Dikkat Dağınıklığının Genel Sebepleri:
*Bedensel yorgunluk
*Dışardan kaynaklanan gürültü
*Hayale dalmak
*Yatarak veya uzanarak çalışmak
*Çalışılan derslerin ana fikrini tam olarak anlayamamak
*Çalışılan ortamdaki dış faktörler(tv,radyo,poster,vb)
*Duygusal ilişkiler
*Çalışma ve öğrenme yöntemlerini bilmemek
Başarı kuvvetli olana gülümser, başarısızlık zayıflara çullanır. (Oscar Wilde)
Dikkati Dağınıklığı Yaşayan Bir Öğrenci:
“Bir sonraki gün gireceği sınava hiç istemeden çalışıyordu. Çünkü o ders okul hayatında en sevmediği dersti. Hayat hep sınavlı olmak zorunda mıydı? Başını iki elinin arasına almış kitabı seyrediyordu. 8.sınıf öğrencisiydi, matematik dersine çalışıyordu. Kitabın ortalarından rasgele bir sayfa açtı ve okumaya başladı. Bir anda radyoda Dj’nin söylediği ‘şimdi de son günlerin sevilen parçası geliyorrrr…………………’sözü ile şarkının sözlerini söylerken buldu kendisini ve gözünün önünde şarkının hareketine kendini kaptırıp dans ettiği günü hatırladı. “O gün arkadaşlarımla ne kadar keyifliydim” diye düşündü üfff keşke orada tekrar olabilseydim diye geçirdi aklında canlanan bu güzel sahneden kendini masasının başında matematik kitabını seyrederken bulup “ne kadar sıkıcı ne anlamı var ki bu konuları öğreneceğiz” diye oflamaya başladı. Evet bu öğrencinin dikkat dağınıklığı yaşadığını gözlemliyorsunuz.

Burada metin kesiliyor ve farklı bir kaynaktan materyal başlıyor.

impl Table {
    pub fn new(settings: GameSettings, dice: Box<dyn Dice>, outbox: Box<dyn Broadcast>) -> Self {
        Self {
            state: GameState::new(&settings.player_names),
            names: settings.player_names,
            timings: settings.timings,
            version: 0,
            epoch: 0,
            pending_handoff: None,
            dice,
            outbox,
            events: Vec::new(),
        }
    }

    /// Offline table with random dice and no peer
    pub fn local(settings: GameSettings) -> Self {
        Self::new(settings, Box::new(RandomDice::from_entropy()), Box::new(NoPeer))
    }

    pub fn state(&self) -> &GameState {
        &self.state
    }

    /// Bumped on every change, including session and remote ones
    pub fn version(&self) -> u64 {
        self.version
    }

    pub fn names(&self) -> &PlayerNames {
        &self.names
    }

    /// Events emitted since the last call
    pub fn take_events(&mut self) -> Vec<GameEvent> {
        std::mem::take(&mut self.events)
    }

    fn stamp(&self) -> Stamp {
        Stamp {
            epoch: self.epoch,
            player: self.state.current_player,
        }
    }

    fn schedule(&self, task: Task, delay: Duration) -> Scheduled {
        Scheduled {
            task,
            delay,
            stamp: self.stamp(),
        }
    }

    fn handoff_pending(&self) -> bool {
        self.pending_handoff == Some(self.stamp())
    }

    /// Record a local game transition and replicate it when online
    fn publish(&mut self) {
        self.version += 1;
        self.epoch += 1;
        if self.state.is_online {
            self.outbox
                .broadcast(WireMessage::ActionUpdate(StatePatch::from(&self.state)));
        }
    }

    // ========================================================================
    // ENTRY POINTS
    // ========================================================================

    /// Start a roll; the face resolves when the returned task runs
    pub fn roll_dice(&mut self) -> Option<Scheduled> {
        if self.handoff_pending() || !self.state.begin_roll() {
            return None;
        }
        self.publish();
        tracing::debug!(player = %self.state.current_player, "rolling");
        Some(self.schedule(Task::ResolveRoll, self.timings.roll()))
    }

    /// Move one of the offered pieces. Anything else is silently ignored.
    pub fn select_piece(&mut self, id: PieceId) -> Option<MoveReport> {
        let report = self.state.apply_move(id)?;
        tracing::info!(
            piece = %report.piece,
            from = report.from,
            to = report.target.position,
            captured = report.captured.len(),
            "piece moved"
        );

        self.events.push(GameEvent::PieceMoved {
            piece: report.piece,
            from: report.from,
            to: report.target.position,
        });
        for &victim in &report.captured {
            self.events.push(GameEvent::PieceCaptured {
                piece: victim,
                by: report.piece,
            });
        }
        if report.reached_home() {
            self.events.push(GameEvent::PieceHome {
                piece: report.piece,
            });
        }
        if report.won {
            tracing::info!(winner = %report.color, "game over");
            self.events.push(GameEvent::Won {
                color: report.color,
            });
        } else if !report.turn_continues {
            self.events.push(GameEvent::TurnPassed {
                from: report.color,
                to: self.state.current_player,
            });
        }

        self.publish();
        Some(report)
    }

    /// Start over. A soft reset keeps the peer session, a hard one drops it.
    pub fn reset_game(&mut self, mode: ResetMode) {
        let mut fresh = GameState::new(&self.names);
        if mode == ResetMode::Soft && self.state.is_online {
            fresh.is_online = true;
            fresh.my_color = self.state.my_color;
            fresh.room_id = self.state.room_id.take();
            fresh.online_status = self.state.online_status;
        }
        tracing::info!(?mode, "game reset");
        self.state = fresh;
        self.pending_handoff = None;
        self.publish();
    }

    /// Change display names; an offline game restarts with them
    pub fn set_player_names(&mut self, names: PlayerNames) {
        self.names = names;
        if !self.state.is_online {
            self.reset_game(ResetMode::Soft);
        }
    }

    /// Merge a frame from the other peer. Pending tasks survive unless
    /// the merge moved the turn.
    pub fn apply_remote(&mut self, message: WireMessage) {
        let before = self.turn_shape();
        self.state.apply_remote(message);
        self.version += 1;
        if self.turn_shape() != before {
            self.epoch += 1;
        }
    }

    fn turn_shape(&self) -> (Color, TurnPhase, bool) {
        (
            self.state.current_player,
            self.state.status,
            self.state.is_rolling,
        )
    }

    /// Record a connection lifecycle change from the session layer
    pub fn apply_session(&mut self, event: SessionEvent) {
        let joined = event == SessionEvent::GuestJoined;
        self.state.apply_session(event);
        self.version += 1;
        if joined && self.state.online_status == OnlineStatus::Connected {
            self.outbox
                .broadcast(WireMessage::SyncState(self.state.clone()));
        }
    }

    // ========================================================================
    // DEFERRED TASKS
    // ========================================================================

    /// Run a task that was scheduled earlier, possibly scheduling another
    pub fn run(&mut self, scheduled: Scheduled) -> Option<Scheduled> {
        if scheduled.stamp != self.stamp() {
            tracing::debug!(task = ?scheduled.task, "dropping stale task");
            return None;
        }

        match scheduled.task {
            Task::ResolveRoll => self.resolve_roll(),
            Task::Forfeit { last_dice } => {
                self.finish_handoff(scheduled.stamp.player, last_dice, true);
                None
            }
            Task::PassTurn { last_dice } => {
                self.finish_handoff(scheduled.stamp.player, last_dice, false);
                None
            }
            Task::AutoMove(id) => {
                self.select_piece(id);
                None
            }
        }
    }

    /// Run `first` and everything it schedules, ignoring the delays
    pub fn run_chain(&mut self, first: Option<Scheduled>) {
        let mut next = first;
        while let Some(scheduled) = next {
            next = self.run(scheduled);
        }
    }

    fn resolve_roll(&mut self) -> Option<Scheduled> {
        let face = self.dice.roll();
        let player = self.state.current_player;
        let outcome = self.state.resolve_roll(face)?;
        tracing::info!(player = %player, face, ?outcome, "dice resolved");
        self.events.push(GameEvent::DiceRolled {
            color: player,
            face,
        });
        self.publish();

        match outcome {
            RollOutcome::Forfeit => {
                let scheduled = self.schedule(Task::Forfeit { last_dice: face }, self.timings.penalty());
                self.pending_handoff = Some(scheduled.stamp);
                Some(scheduled)
            }
            RollOutcome::NoMoves => {
                let scheduled = self.schedule(Task::PassTurn { last_dice: face }, self.timings.pass());
                self.pending_handoff = Some(scheduled.stamp);
                Some(scheduled)
            }
            RollOutcome::Forced(id) if self.state.controls_current_seat() => {
                Some(self.schedule(Task::AutoMove(id), self.timings.auto_move()))
            }
            RollOutcome::Forced(_) | RollOutcome::Choose | RollOutcome::RollAgain => None,
        }
    }

    fn finish_handoff(&mut self, from: Color, last_dice: u8, forfeited: bool) {
        self.pending_handoff = None;
        if !self.state.hand_over(from, last_dice) {
            return;
        }
        if forfeited {
            self.events.push(GameEvent::TurnForfeited { color: from });
        }
        self.events.push(GameEvent::TurnPassed {
            from,
            to: self.state.current_player,
        });
        tracing::debug!(from = %from, to = %self.state.current_player, "turn handed over");
        self.publish();
    }
}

Dikkat Eksikliğini Şu Şekilde Giderebilirsiniz:
1- Belirli bir yerde çalışmaya alışınız.
2- Yapabileceğiniz kadar gürültüsüz yerde çalışın, fakat bunu alışkanlık haline getirmeyiniz.
3- Çalışma masası üzerinde ve odada dikkati dağıtacak şeyler bulundurmayınız.
4- Çalışma masasına oturunca kendinize bir hedef seçiniz ve o hedefe varıncaya kadar masadan kalkmayınız.
5- Masaya oturunca kendinize hedef olarak seçtiğiniz işi yapmaya başlayınız.
Dikkatinizi toplayabilmek için:
Çalışma amacınızı saptayın,
Ders çalışmak için karar verin,
Konuyu merak duyabileceğiniz ilginizi çekebilecek bir forma dönüştürün(Konuyla ilgili sorular üretip bu sorular üzerine çalışın),
Fiziksel çevreyi düzenleyin (Çalışma masanızdaki gereksiz materyalleri kaldırın),
Çalışma ortamınızı sık sık havalandırın (İnsan beyni oksijen ve glikoz ile çalışır),
Planlı ve sistemli ders çalışın (Her başarıya etkili bir programla ulaşıldığını unutmayın),
Çalışmada çeşitlilik sağlayın (Hep aynı tür dersleri çalışmak yerine arka arkaya farklı ders çalışın), Kendinize güvenin ve olumlu düşünün,
Çalışmaya başlamadan önce zihninizi ve bedeninizi yeterince dinlendirin.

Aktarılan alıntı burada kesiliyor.